けれど今は逆に、世界を救う存在となっている……確かにジャノの自我にくっついている力を利用すれば、俺は強くなれるが――
『現時点でエルクはどう思う?』
「……力を得るために、ジャノの力を今取り込むのは得策ではないな。俺はまだ強くならなければいけないけど、ジャノのアドバイスがないと成長速度は明らかに落ちる」
『ふむ、あくまで現時点では、だな』
「引っ掛かる言い方だな」
『我の方に教えることがなくなれば、遠慮なく力を取り込めるだろう』
「なんだか覚悟を決めているみたいだけど……」
そこで俺は気付く。この部屋の仕込みなど、ジャノは色々と教えてくれている。それはもしや――
「いずれ、自分が消えることを見越しているのか?」
『我もさすがに消えたくはないから可能な限り色々やらせてもらうが、世界の危機であるなら仕方のない面もあるだろう』
「そうかもしれないが……」
『おそらく、エルクの記憶を得た影響だろう。我自身は消えることも覚悟はしているし、世界を救うべきだと考えている』
――邪神になる可能性があったという事実を知る俺からしたら、驚くべき言葉だった。
『言わばエルクが持つ性格が我にも影響しているのだろう。世界を滅ぼすべき存在がいるのなら、それを倒すことが今、我としても責務だと考えている』
「俺としては非常にありがたい言葉だけど……」
『しかし、率先して消えようとは思わない。エルクにくっついている自我ではあるが、可能な限り抗わせてもらう』
「その一つが俺を鍛えて勝利できるようにする、というわけか」
『うむ』
ジャノの考えはわかった……元々、俺の意思を尊重し手を貸してくれた存在だ。それがより明確になった、と考えてよさそうだ。
「なら、ジャノの期待に応えられるように頑張るよ」
『その意気だ……敵は我らが考える以上に悪辣な存在だろう。できるだけ準備を重ねても、窮地に陥る可能性はある。厳しい状況になった時、精神的な意味で切り札があるのとないのとでは大違いだからな』
「俺にはまだこれがある、という気持ちで戦える……余裕が生まれると」
『その通りだ』
「わかった、切り札については胸の内に留めておくよ……それじゃあ早速、鍛錬を始めようか」
俺の言葉にジャノは『わかった』と応じ、俺達は修行モードに入る。
――そこから結界を構築し、剣を振る。あまり派手なことはできないが、それでもジャノの指導により少しずつではあるが着実に成長していく。

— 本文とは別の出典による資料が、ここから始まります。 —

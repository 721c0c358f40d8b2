//! Report payload handed to rendering, persistence and narrative layers

use super::detection::Category;
use super::target::ScanTarget;
use super::verdict::{RiskLevel, ScoredVerdict};
use chrono::{DateTime, Utc};
use serde::{Deserialize, Serialize};

#[derive(Debug, Clone, PartialEq, Serialize, Deserialize)]
#[serde(rename_all = "camelCase")]
pub struct Report {
    pub report_id: String,
    pub timestamp: DateTime<Utc>,
    pub target: ScanTarget,
    pub scored_verdict: ScoredVerdict,
    pub summary: ReportSummary,
    pub detection_table: Vec<DetectionRow>,
    pub risk_indicators: RiskIndicators,
    pub recommendations: Vec<String>,
    pub technical_details: TechnicalDetails,
    pub provider_status: Vec<ProviderStatus>,
}

impl Report {
    pub fn risk_level(&self) -> RiskLevel {
        self.scored_verdict.risk_level
    }

    /// The counter increment the persistence layer applies for this scan.
    pub fn stats_delta(&self) -> ScanStatsDelta {
        ScanStatsDelta::for_risk(self.risk_level())
    }
}

/// 扫描摘要
#[derive(Debug, Clone, PartialEq, Eq, Serialize, Deserialize)]
#[serde(rename_all = "camelCase")]
pub struct ReportSummary {
    pub total_detections: u32,
    pub total_engines: u32,
    pub risk_score: u8,
    pub threat_categories: Vec<Category>,
    pub reputation: String,
    pub scan_kind: String,
    pub providers_queried: usize,
    pub providers_failed: usize,
    /// 因显示上限被隐藏的检测行数
    pub hidden_rows: usize,
}

/// 检测表中的一行
#[derive(Debug, Clone, PartialEq, Eq, Serialize, Deserialize)]
#[serde(rename_all = "camelCase")]
pub struct DetectionRow {
    pub engine: String,
    pub status: String,
    pub result: String,
    pub category: Category,
    pub confidence: String,
    pub provider: String,
}

#[derive(Debug, Clone, PartialEq, Eq, Serialize, Deserialize)]
#[serde(rename_all = "camelCase")]
pub struct RiskIndicators {
    pub overall_risk: String,
    pub detection_rate: String,
    pub risk_symbol: String,
    pub confidence_level: String,
    pub threat_level: String,
}

#[derive(Debug, Clone, PartialEq, Eq, Default, Serialize, Deserialize)]
#[serde(rename_all = "camelCase")]
pub struct TechnicalDetails {
    #[serde(skip_serializing_if = "Option::is_none", default)]
    pub sha256: Option<String>,
    #[serde(skip_serializing_if = "Option::is_none", default)]
    pub md5: Option<String>,
    #[serde(skip_serializing_if = "Option::is_none", default)]
    pub file_info: Option<FileInfo>,
    #[serde(skip_serializing_if = "Option::is_none", default)]
    pub url_info: Option<UrlInfo>,
}

#[derive(Debug, Clone, PartialEq, Eq, Serialize, Deserialize)]
#[serde(rename_all = "camelCase")]
pub struct FileInfo {
    pub size: u64,
    pub mime_type: String,
    #[serde(skip_serializing_if = "Option::is_none", default)]
    pub name: Option<String>,
}

#[derive(Debug, Clone, PartialEq, Eq, Serialize, Deserialize)]
#[serde(rename_all = "camelCase")]
pub struct UrlInfo {
    pub domain: String,
    pub protocol: String,
    pub path: String,
}

/// 单个检测服务的运行状态
#[derive(Debug, Clone, PartialEq, Eq, Serialize, Deserialize)]
#[serde(rename_all = "camelCase")]
pub struct ProviderStatus {
    pub name: String,
    pub succeeded: bool,
    pub synthetic: bool,
    pub positives: u32,
    pub total: u32,
    #[serde(skip_serializing_if = "Option::is_none", default)]
    pub error: Option<String>,
}

/// One scan's contribution to a user's lifetime counters.
///
/// Applied by the persistence collaborator as a single atomic increment.
#[derive(Debug, Clone, Copy, PartialEq, Eq, Default, Serialize, Deserialize)]
#[serde(rename_all = "camelCase")]
pub struct ScanStatsDelta {
    pub scan_count: u64,
    pub safe_scans: u64,
    pub threats_detected: u64,
}

impl ScanStatsDelta {
    pub fn for_risk(level: RiskLevel) -> Self {
        Self {
            scan_count: 1,
            safe_scans: u64::from(level == RiskLevel::Safe),
            threats_detected: u64::from(level.is_threat()),
        }
    }
}

/// 用户累计扫描统计
#[derive(Debug, Clone, Copy, PartialEq, Eq, Default, Serialize, Deserialize)]
#[serde(rename_all = "camelCase")]
pub struct UserScanStats {
    pub total_scans: u64,
    pub safe: u64,
    pub threats: u64,
}

impl UserScanStats {
    pub fn apply(&mut self, delta: ScanStatsDelta) {
        self.total_scans += delta.scan_count;
        self.safe += delta.safe_scans;
        self.threats += delta.threats_detected;
    }
}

その最中、俺は戦いがどう推移するのか考え始めた。組織の重要拠点が壊滅したことで、組織構成員――セリスの師匠などは対応に迫られている。現在はリーガスト王国側で騒動が巻き起こり、組織に加担していた存在が捕まっているわけだが、帝国側にその影響が出れば――最悪争乱が起きる。

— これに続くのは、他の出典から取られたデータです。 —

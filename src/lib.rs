pub mod args;
pub mod config;
pub mod errors;
pub mod logging;
pub mod providers;
pub mod scan;
pub mod synthetic;
pub mod types;

// Re-export commonly used items for convenience
pub use config::AppConfig;
pub use errors::AppError;
pub use providers::ProviderAdapter;
pub use scan::Scanner;
pub use types::{Report, RiskLevel, ScanTarget};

それを避けるために、現時点では帝国には影響が届いていない風に見せている……これによって組織の人間もおとなしくなっている。下手に動けばそれによって捕まる可能性もあるためだ。
この小康状態はいつまで続くのか……俺達は一刻も早く敵の出方を知る必要がある。敵の行動を事前に知ることができれば……。
理想としては帝国内で起きるかもしれない騒動を未然に防ぐことだが……それをするために俺はこの帝都にやってきたと言ってもいい。だが、果たして可能なのだろうか?
色々と疑問を抱きながら俺は剣を振り続ける。まずは力を……魔物化したラドル公爵にも単独で対抗できるだけの力を得る。
――その日、俺は剣を振り続けて帝都滞在一日目は終了した。俺の内心を他所に帝宮内は穏やかで、まるで騒動など存在していないかのようであった。